Exercise: Report every line below that carries the word "blog".

Exercise materials:
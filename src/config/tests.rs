use std::io::Write;

use super::*;

#[test]
fn defaults_resolve_to_documented_values() {
    let settings = Settings::from_raw(RawSettings::default()).expect("valid settings");

    assert_eq!(settings.server.addr.to_string(), "127.0.0.1:3000");
    assert_eq!(settings.server.route, "/og-image");
    assert_eq!(settings.metadata.path, PathBuf::from("public/og-metadata.json"));
    assert_eq!(settings.metadata.fallback, "default");
    assert_eq!(settings.render.program, PathBuf::from("og-render"));
    assert!(settings.render.args.is_empty());
    assert_eq!(settings.render.timeout, Duration::from_secs(30));
    assert_eq!(settings.store.backend, StoreBackend::Memory);
    assert_eq!(settings.store.memory_limit.get(), 512);
    assert_eq!(settings.store.ttl, Duration::from_secs(31_536_000));
    assert_eq!(settings.response.max_age.get(), 3600);
    assert!(matches!(settings.logging.format, LogFormat::Compact));
}

#[test]
fn cli_overrides_take_highest_precedence() {
    let mut raw = RawSettings::default();
    raw.server.port = Some(4000);
    raw.logging.level = Some("info".to_string());
    raw.render.brand = Some("From file".to_string());

    let overrides = ServeOverrides {
        server_port: Some(4321),
        log_level: Some("debug".to_string()),
        pipeline: PipelineOverrides {
            render_brand: Some("From CLI".to_string()),
            ..Default::default()
        },
        ..Default::default()
    };

    raw.apply_serve_overrides(&overrides);
    let settings = Settings::from_raw(raw).expect("valid settings");

    assert_eq!(settings.server.addr.port(), 4321);
    assert_eq!(settings.logging.level, LevelFilter::DEBUG);
    assert_eq!(settings.render.brand, "From CLI");
}

#[test]
fn cli_json_logging_enforces_format() {
    let mut raw = RawSettings::default();
    let overrides = ServeOverrides {
        log_json: Some(true),
        ..Default::default()
    };

    raw.apply_serve_overrides(&overrides);
    let settings = Settings::from_raw(raw).expect("valid settings");

    assert!(matches!(settings.logging.format, LogFormat::Json));
}

#[test]
fn store_backend_parses_case_insensitively() {
    let mut raw = RawSettings::default();
    raw.store.backend = Some("FileSystem".to_string());
    raw.store.directory = Some(PathBuf::from("/var/cache/og"));

    let settings = Settings::from_raw(raw).expect("valid settings");
    assert_eq!(settings.store.backend, StoreBackend::Filesystem);
    assert_eq!(settings.store.directory, PathBuf::from("/var/cache/og"));
}

#[test]
fn unknown_store_backend_is_rejected() {
    let mut raw = RawSettings::default();
    raw.store.backend = Some("redis".to_string());

    let err = Settings::from_raw(raw).expect_err("invalid backend");
    assert!(matches!(err, LoadError::Invalid { key: "store.backend", .. }));
}

#[test]
fn zero_values_are_rejected() {
    let mut raw = RawSettings::default();
    raw.store.ttl_seconds = Some(0);
    let err = Settings::from_raw(raw).expect_err("zero ttl");
    assert!(matches!(err, LoadError::Invalid { key: "store.ttl_seconds", .. }));

    let mut raw = RawSettings::default();
    raw.store.memory_limit = Some(0);
    let err = Settings::from_raw(raw).expect_err("zero limit");
    assert!(matches!(err, LoadError::Invalid { key: "store.memory_limit", .. }));

    let mut raw = RawSettings::default();
    raw.render.timeout_seconds = Some(0);
    let err = Settings::from_raw(raw).expect_err("zero timeout");
    assert!(matches!(err, LoadError::Invalid { key: "render.timeout_seconds", .. }));

    let mut raw = RawSettings::default();
    raw.server.port = Some(0);
    let err = Settings::from_raw(raw).expect_err("zero port");
    assert!(matches!(err, LoadError::Invalid { key: "server.port", .. }));
}

#[test]
fn route_must_be_absolute() {
    let mut raw = RawSettings::default();
    raw.server.route = Some("og-image".to_string());

    let err = Settings::from_raw(raw).expect_err("relative route");
    assert!(matches!(err, LoadError::Invalid { key: "server.route", .. }));
}

#[test]
fn blank_fallback_marker_is_rejected() {
    let mut raw = RawSettings::default();
    raw.metadata.fallback = Some("  ".to_string());

    let err = Settings::from_raw(raw).expect_err("blank marker");
    assert!(matches!(err, LoadError::Invalid { key: "metadata.fallback", .. }));
}

#[test]
fn config_file_layer_is_applied() {
    let mut file = tempfile::Builder::new()
        .suffix(".toml")
        .tempfile()
        .expect("temp config");
    writeln!(
        file,
        r#"
[render]
brand = "Example | Notes"
args = ["--theme", "dark"]

[store]
backend = "filesystem"
directory = "/tmp/og"
"#
    )
    .expect("write config");

    let args = CliArgs::parse_from([
        "ogcache",
        "--config-file",
        file.path().to_str().expect("utf-8 path"),
        "warm",
        "--store-directory",
        "/srv/og",
    ]);
    let settings = load(&args).expect("settings");

    assert_eq!(settings.render.brand, "Example | Notes");
    assert_eq!(settings.render.args, vec!["--theme", "dark"]);
    assert_eq!(settings.store.backend, StoreBackend::Filesystem);
    assert_eq!(settings.store.directory, PathBuf::from("/srv/og"));
}

#[test]
fn default_to_serve_command() {
    let args = CliArgs::parse_from(["ogcache"]);
    let command = args
        .command
        .unwrap_or(Command::Serve(Box::<ServeArgs>::default()));
    assert!(matches!(command, Command::Serve(_)));
}

#[test]
fn parse_render_arguments() {
    let args = CliArgs::parse_from([
        "ogcache",
        "render",
        "--metadata-path",
        "dist/og.json",
        "/blog/foo",
        "/tmp/foo.png",
    ]);

    match args.command.expect("render command") {
        Command::Render(render) => {
            assert_eq!(render.identifier, "/blog/foo");
            assert_eq!(render.output, std::path::Path::new("/tmp/foo.png"));
            assert_eq!(
                render.overrides.metadata_path.as_deref(),
                Some(std::path::Path::new("dist/og.json"))
            );
        }
        _ => panic!("wrong command parsed"),
    }
}

#[test]
fn parse_warm_arguments() {
    let args = CliArgs::parse_from(["ogcache", "warm", "--concurrency", "8"]);

    match args.command.expect("warm command") {
        Command::Warm(warm) => assert_eq!(warm.concurrency, 8),
        _ => panic!("wrong command parsed"),
    }
}

#[test]
fn parse_serve_overrides() {
    let args = CliArgs::parse_from([
        "ogcache",
        "serve",
        "--server-host",
        "0.0.0.0",
        "--store-backend",
        "filesystem",
    ]);

    match args.command.expect("serve command") {
        Command::Serve(serve) => {
            assert_eq!(serve.overrides.server_host.as_deref(), Some("0.0.0.0"));
            assert_eq!(
                serve.overrides.pipeline.store_backend.as_deref(),
                Some("filesystem")
            );
        }
        _ => panic!("wrong command parsed"),
    }
}
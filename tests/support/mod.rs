#![allow(dead_code)]

use std::collections::HashMap;
use std::sync::Arc;
use std::sync::atomic::{AtomicUsize, Ordering};
use std::time::Duration;

use async_trait::async_trait;
use bytes::Bytes;
use ogcache::application::metadata::MetadataTable;
use ogcache::application::og_image::{OgContext, OgImageService};
use ogcache::application::render::{RenderError, RenderRequest, Renderer};
use ogcache::cache::{ArtifactStore, CacheConfig, CacheKey, MemoryArtifactStore, StoreError};
use ogcache::domain::metadata::MetadataRecord;

pub const BRAND: &str = "Example | Notes";

/// Renderer that encodes its inputs into the returned bytes.
#[derive(Default)]
pub struct EchoRenderer {
    calls: AtomicUsize,
    fail: bool,
}

impl EchoRenderer {
    pub fn failing() -> Self {
        Self {
            fail: true,
            ..Default::default()
        }
    }

    pub fn calls(&self) -> usize {
        self.calls.load(Ordering::SeqCst)
    }
}

#[async_trait]
impl Renderer for EchoRenderer {
    async fn render(&self, request: &RenderRequest) -> Result<Bytes, RenderError> {
        self.calls.fetch_add(1, Ordering::SeqCst);
        if self.fail {
            return Err(RenderError::Failed {
                exit_code: Some(3),
                stderr: "font missing".to_string(),
            });
        }
        Ok(Bytes::from(format!(
            "{}|{}|{}",
            request.site_title, request.title, request.description
        )))
    }
}

/// Store whose every operation fails.
pub struct BrokenStore;

#[async_trait]
impl ArtifactStore for BrokenStore {
    async fn lookup(&self, _key: &CacheKey) -> Result<Option<Bytes>, StoreError> {
        Err(StoreError::unavailable("connection refused"))
    }

    async fn store(&self, _key: &CacheKey, _bytes: Bytes, _ttl: Duration) -> Result<(), StoreError> {
        Err(StoreError::unavailable("connection refused"))
    }
}

pub fn table() -> MetadataTable {
    let entries: HashMap<String, MetadataRecord> = [
        ("/blog/foo", "Foo", "Bar   baz\n"),
        ("/about", "About", "Who writes here"),
        ("default", "Example", "Notes and essays"),
    ]
    .into_iter()
    .map(|(id, title, description)| (id.to_string(), MetadataRecord::new(title, description)))
    .collect();
    MetadataTable::from_entries(entries, "default").expect("valid table")
}

pub fn memory_store() -> Arc<MemoryArtifactStore> {
    Arc::new(MemoryArtifactStore::new(&CacheConfig::default()))
}

pub fn service(store: Arc<dyn ArtifactStore>, renderer: Arc<dyn Renderer>) -> Arc<OgImageService> {
    Arc::new(OgImageService::new(
        Arc::new(OgContext::new(table(), BRAND)),
        store,
        renderer,
    ))
}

Task result:
        "/blog/foo",
            assert_eq!(render.identifier, "/blog/foo");
        ("/blog/foo", "Foo", "Bar   baz\n"),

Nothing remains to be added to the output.